【レジェンドの決断 木佐貫洋2】「桑田さんが校長、上原さんが担任」

[ 2016年1月20日 10:35 ]

巨人時代、打撃練習をする投手陣。(左から)上原、桑田、柏田、河原、木佐貫、久保

 スカウトとして歩み始めた第二の野球人生。舞台は「プロ野球人・木佐貫」の原点でもある巨人だ。松坂世代の一人として、02年ドラフトの自由獲得枠で入団した。プロ生活で最も印象に残っているのは1年目だという。その中でも初登板の03年3月30日の中日戦(東京ドーム)で1回1/3、5失点KOされた試合だ。

 「ボコボコでしたから。洗礼というか、プロは甘くないよと思い知らされた。とんでもない世界だなとショックだった」

 即戦力として入団した木佐貫は、先発ローテーション入りへ必死にアピールした。3月のオープン戦では当時の原監督から「MVP」として全選手の前で表彰された。「木佐貫、お前さんはオープン戦で良い成績を残したから開幕3戦目の先発だ!」。開幕カードでデビュー戦の舞台が用意されたのだ。だが、結果は2回持たずKO。そこから3試合、勝つことができなかった。
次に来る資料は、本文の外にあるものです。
//! Engine configuration.

#[cfg(feature = "recorder")]
use serde::{Deserialize, Serialize};
use std::time::Duration;

/// Settings fixed when a [`Keyboard`](crate::Keyboard) is created.
#[derive(Debug, Clone, PartialEq)]
#[cfg_attr(feature = "recorder", derive(Serialize, Deserialize))]
#[cfg_attr(feature = "recorder", serde(default))]
pub struct Config {
    /// Delay before a hotkey or word callback is started.
    pub callback_delay: Duration,
    /// Default maximum gap between hotkey steps; `None` never expires.
    pub hotkey_timeout: Option<Duration>,
    /// Default maximum gap between typed characters of a word.
    pub word_timeout: Option<Duration>,
    /// Keys that complete a word when none are given at registration.
    pub word_triggers: Vec<String>,
    /// Name of the thread running the platform event pump.
    pub capture_thread_name: String,
    /// Name of the threads running user callbacks.
    pub worker_thread_name: String,
}

impl Default for Config {
    fn default() -> Self {
        Self {
            callback_delay: Duration::from_millis(1),
            hotkey_timeout: Some(Duration::from_secs(1)),
            word_timeout: Some(Duration::from_secs(2)),
            word_triggers: vec!["space".to_string()],
            capture_thread_name: "keyhook-capture".to_string(),
            worker_thread_name: "keyhook-callbacks".to_string(),
        }
    }
}

/// Zero means "never expires".
fn non_zero(timeout: Option<Duration>) -> Option<Duration> {
    timeout.filter(|t| !t.is_zero())
}

impl Config {
    /// Set the delay before a callback is started.
    pub fn with_callback_delay(mut self, delay: Duration) -> Self {
        self.callback_delay = delay;
        self
    }

    /// Set the default step timeout for hotkeys; zero means never.
    pub fn with_hotkey_timeout(mut self, timeout: Option<Duration>) -> Self {
        self.hotkey_timeout = non_zero(timeout);
        self
    }

    /// Set the default character timeout for words; zero means never.
    pub fn with_word_timeout(mut self, timeout: Option<Duration>) -> Self {
        self.word_timeout = non_zero(timeout);
        self
    }

    /// Set the default keys that complete a word.
    pub fn with_word_triggers<I, S>(mut self, triggers: I) -> Self
    where
        I: IntoIterator<Item = S>,
        S: Into<String>,
    {
        self.word_triggers = triggers.into_iter().map(Into::into).collect();
        self
    }

    /// Name the capture thread.
    pub fn with_capture_thread_name(mut self, name: impl Into<String>) -> Self {
        self.capture_thread_name = name.into();
        self
    }

    /// Name the callback threads.
    pub fn with_worker_thread_name(mut self, name: impl Into<String>) -> Self {
        self.worker_thread_name = name.into();
        self
    }

    /// Hotkey timeout after zero normalization.
    pub(crate) fn effective_hotkey_timeout(&self) -> Option<Duration> {
        non_zero(self.hotkey_timeout)
    }

    /// Word timeout after zero normalization.
    pub(crate) fn effective_word_timeout(&self) -> Option<Duration> {
        non_zero(self.word_timeout)
    }
}
//! Event recording and playback.
//!
//! [`Keyboard::record`](crate::Keyboard::record) captures events until a stop
//! hotkey, and [`Keyboard::start_recording`](crate::Keyboard::start_recording)
//! / [`Keyboard::stop_recording`](crate::Keyboard::stop_recording) capture an
//! open-ended session. Playback replays the events through the backend,
//! keeping the original spacing scaled by a speed factor.
//!
//! # Example
//!
//! ```no_run
//! # fn demo(keyboard: &keyhook::Keyboard) -> keyhook::Result<()> {
//! let events = keyboard.record("esc")?;
//! keyboard.play(&events, 2.0)?;
//!
//! let strings = keyhook::recorder::typed_strings(&events, true);
//! println!("{strings:?}");
//! # Ok(())
//! # }
//! ```

use crate::error::{Error, Result};
use crate::event::{Direction, Event};
use crate::hook::{EventHandler, GrabHandler, HandlerId, Observer};
use crate::simulate::Simulator;
use log::debug;
use parking_lot::Mutex;
#[cfg(feature = "recorder")]
use serde::{Deserialize, Serialize};
#[cfg(feature = "recorder")]
use std::path::Path;
use std::sync::Arc;
use std::thread;
use std::time::{Duration, SystemTime};

/// A complete recording of input events.
#[derive(Debug, Clone, PartialEq)]
#[cfg_attr(feature = "recorder", derive(Serialize, Deserialize))]
pub struct Recording {
    /// Recorded events, in capture order.
    pub events: Vec<Event>,
    /// When the recording was created.
    pub created_at: SystemTime,
    /// Optional description.
    pub description: Option<String>,
}

impl Recording {
    /// Create a new empty recording.
    pub fn new() -> Self {
        Self::from_events(Vec::new())
    }

    /// Wrap captured events.
    pub fn from_events(events: Vec<Event>) -> Self {
        Self {
            events,
            created_at: SystemTime::now(),
            description: None,
        }
    }

    /// Set a description for this recording.
    pub fn with_description(mut self, desc: impl Into<String>) -> Self {
        self.description = Some(desc.into());
        self
    }

    /// Time between the first and last event, saturating at
    /// [`Duration::MAX`].
    pub fn duration(&self) -> Duration {
        match (self.events.first(), self.events.last()) {
            (Some(first), Some(last)) => {
                Duration::try_from_secs_f64((last.time() - first.time()).max(0.0))
                    .unwrap_or(Duration::MAX)
            }
            _ => Duration::ZERO,
        }
    }

    /// Get the number of events in this recording.
    pub fn event_count(&self) -> usize {
        self.events.len()
    }

    /// Save the recording to a file (JSON format).
    #[cfg(feature = "recorder")]
    pub fn save(&self, path: impl AsRef<Path>) -> Result<()> {
        let json = serde_json::to_string_pretty(self)
            .map_err(|e| Error::Other(format!("Failed to serialize recording: {}", e)))?;
        std::fs::write(path, json)
            .map_err(|e| Error::Other(format!("Failed to write recording file: {}", e)))?;
        Ok(())
    }

    /// Load a recording from a file (JSON format).
    #[cfg(feature = "recorder")]
    pub fn load(path: impl AsRef<Path>) -> Result<Self> {
        let json = std::fs::read_to_string(path)
            .map_err(|e| Error::Other(format!("Failed to read recording file: {}", e)))?;
        serde_json::from_str(&json)
            .map_err(|e| Error::Other(format!("Failed to deserialize recording: {}", e)))
    }
}

impl Default for Recording {
    fn default() -> Self {
        Self::new()
    }
}

impl From<Vec<Event>> for Recording {
    fn from(events: Vec<Event>) -> Self {
        Self::from_events(events)
    }
}

/// Appends every event not rejected by `exclude` to a shared buffer.
pub(crate) struct RecordingHandler<F> {
    pub(crate) events: Arc<Mutex<Vec<Event>>>,
    pub(crate) exclude: F,
}

impl<F> EventHandler for RecordingHandler<F>
where
    F: Fn(&Event) -> bool + Send + Sync,
{
    fn handle_event(&self, event: &Event) {
        if !(self.exclude)(event) {
            self.events.lock().push(event.clone());
        }
    }
}

/// Replay `events` with the held keys stashed around the playback.
///
/// Gaps between events are divided by `speed`; zero or a negative speed
/// replays with no delay at all.
pub(crate) fn play(simulator: &Simulator, events: &[Event], speed: f64) -> Result<()> {
    let _synthetic = simulator.dispatcher().synthetic();
    let held = simulator.stash()?;
    let replayed = replay(simulator, events, speed);
    let restored = simulator.restore(&held);
    replayed.and(restored)
}

/// Pause before each event. Gaps too long to sleep are rejected before
/// anything is replayed.
fn delays(events: &[Event], speed: f64) -> Result<Vec<Duration>> {
    let mut last_time: Option<f64> = None;
    let mut delays = Vec::with_capacity(events.len());
    for event in events {
        let gap = match last_time {
            Some(last) if speed > 0.0 => (event.time() - last) / speed,
            _ => 0.0,
        };
        last_time = Some(event.time());
        if gap > 0.0 {
            let delay = Duration::try_from_secs_f64(gap).map_err(|_| {
                Error::Other(format!("cannot wait {gap} seconds between replayed events"))
            })?;
            delays.push(delay);
        } else {
            delays.push(Duration::ZERO);
        }
    }
    Ok(delays)
}

fn replay(simulator: &Simulator, events: &[Event], speed: f64) -> Result<()> {
    let backend = simulator.backend();
    let delays = delays(events, speed)?;
    debug!("replaying {} events at speed {speed}", events.len());

    for (event, delay) in events.iter().zip(delays) {
        if !delay.is_zero() {
            thread::sleep(delay);
        }

        match event {
            Event::Key(key) => match key.direction {
                Direction::Down => backend.press(key.code)?,
                Direction::Up => backend.release(key.code)?,
            },
            Event::Button(button) => match button.direction {
                Direction::Down => backend.press_button(button.button)?,
                Direction::Up => backend.release_button(button.button)?,
            },
            Event::Move(motion) => backend.move_to(motion.x, motion.y)?,
            Event::Wheel(wheel) => backend.wheel(wheel.delta)?,
        }
    }
    Ok(())
}
//! Canonical key names.
//!
//! Platforms report key names with inconsistent spelling ("Escape", "esc",
//! "Control_L"...). Everything in this crate compares names only after
//! passing them through [`normalize_name`].

/// Modifiers that may be prefixed with `left `/`right `.
pub const SIDED_MODIFIERS: [&str; 4] = ["ctrl", "alt", "shift", "windows"];

/// Modifier order used when rendering shortcut names.
const SHORTCUT_ORDER: [&str; 4] = ["ctrl", "alt", "shift", "windows"];

/// Lower-cases a name, maps `_` to spaces and resolves spelling aliases.
pub fn normalize_name(name: &str) -> String {
    let lowered = name.to_lowercase();
    let lowered = if lowered == "_" {
        lowered
    } else {
        lowered.replace('_', " ")
    };
    match alias(&lowered) {
        Some(canonical) => canonical.to_string(),
        None => lowered,
    }
}

fn alias(name: &str) -> Option<&'static str> {
    let canonical = match name {
        "escape" | "\u{1b}" => "esc",
        "return" | "linefeed" | "\n" | "\r" => "enter",
        "del" => "delete",
        "control" => "ctrl",
        "altgr" => "alt gr",
        "option" => "alt",
        "win" | "cmd" | "command" | "super" | "meta" => "windows",
        "left win" => "left windows",
        "right win" => "right windows",
        "left control" => "left ctrl",
        "right control" => "right ctrl",
        " " | "space bar" | "spacebar" => "space",
        "\u{8}" => "backspace",
        "\t" => "tab",
        "left arrow" => "left",
        "right arrow" => "right",
        "up arrow" => "up",
        "down arrow" => "down",
        "scrlk" => "scroll lock",
        "prtscn" | "prnt scrn" | "snapshot" => "print screen",
        "ins" => "insert",
        "pause break" => "pause",
        "capslock" => "caps lock",
        "numlock" | "number lock" => "num lock",
        "pagedown" | "pgdown" | "next" => "page down",
        "pageup" | "pgup" | "prior" => "page up",
        "app" | "apps" | "application" => "menu",
        "underscore" => "_",
        "equal" => "=",
        "plus" | "add" => "+",
        "minus" | "subtract" => "-",
        "asterisk" | "multiply" => "*",
        "slash" | "divide" => "/",
        "backslash" => "\\",
        "question" => "?",
        "exclam" => "!",
        "bar" => "|",
        "period" | "dot" => ".",
        "comma" => ",",
        "semicolon" => ";",
        "colon" => ":",
        "apostrophe" => "'",
        "grave" => "`",
        "tilde" => "~",
        "bracketleft" => "[",
        "bracketright" => "]",
        "braceleft" => "{",
        "braceright" => "}",
        "parenleft" => "(",
        "parenright" => ")",
        "less" => "<",
        "greater" => ">",
        "at" => "@",
        "hash" | "numbersign" => "#",
        "dollar" => "$",
        "percent" => "%",
        "ampersand" => "&",
        "zero" => "0",
        "one" => "1",
        "two" => "2",
        "three" => "3",
        "four" => "4",
        "five" => "5",
        "six" => "6",
        "seven" => "7",
        "eight" => "8",
        "nine" => "9",
        _ => return None,
    };
    Some(canonical)
}

/// Returns true for canonical modifier names, sided or not.
pub fn is_modifier(name: &str) -> bool {
    let base = name
        .strip_prefix("left ")
        .or_else(|| name.strip_prefix("right "))
        .unwrap_or(name);
    base == "alt gr" || SIDED_MODIFIERS.contains(&base)
}

/// Renders key names as a shortcut string.
///
/// Names are normalized, `left `/`right ` prefixes dropped, `+` written as
/// `plus`, modifiers listed first (ctrl, alt, shift, windows) and the rest
/// sorted. Duplicates collapse.
///
/// ```
/// use keyhook::names::shortcut_name;
/// assert_eq!(shortcut_name(["+", "left ctrl", "shift"]), "ctrl+shift+plus");
/// ```
pub fn shortcut_name<I, S>(names: I) -> String
where
    I: IntoIterator<Item = S>,
    S: AsRef<str>,
{
    let mut clean: Vec<String> = names
        .into_iter()
        .map(|name| {
            let name = normalize_name(name.as_ref());
            let name = name.replace("left ", "").replace("right ", "");
            if name == "+" { "plus".to_string() } else { name }
        })
        .collect();
    clean.sort_by(|a, b| {
        let rank = |k: &str| {
            SHORTCUT_ORDER
                .iter()
                .position(|m| *m == k)
                .unwrap_or(SHORTCUT_ORDER.len())
        };
        rank(a).cmp(&rank(b)).then_with(|| a.cmp(b))
    });
    clean.dedup();
    clean.join("+")
}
 そんなときに声をかけてくれた先輩がいた。一人は17年目の桑田真澄だ。落ち込んでランニングをしていると桑田が優しい口調で語りかけた。「雨の日があるから、晴れている日に太陽の暖かさをありがたく感じる。今は雨の日。物事には二面性があるからその悔しい気持ちを大事にした方が良いよ」。ベテラン右腕にプロとしての考え方を教わった。

 そしてもう一人は上原浩治(現レッドソックス)。「今の若い連中は全然練習をせえへん。お前は亜細亜大の流れでよく練習している。今までやってきたスタイルやからそれを崩すなよ」と、食事の席で熱く語りかけられた。上原は、誰よりも練習に打ち込む姿を見ていた。だからこそ、その言葉の重みを感じた。

 「桑田さんが校長先生で、上原さんが担任の先生という感じ。2人の言葉は特に印象に残っている」と木佐貫。2人との出会いがあったから「とんでもない世界」というプロ野球で13年間、投げ続けることができた。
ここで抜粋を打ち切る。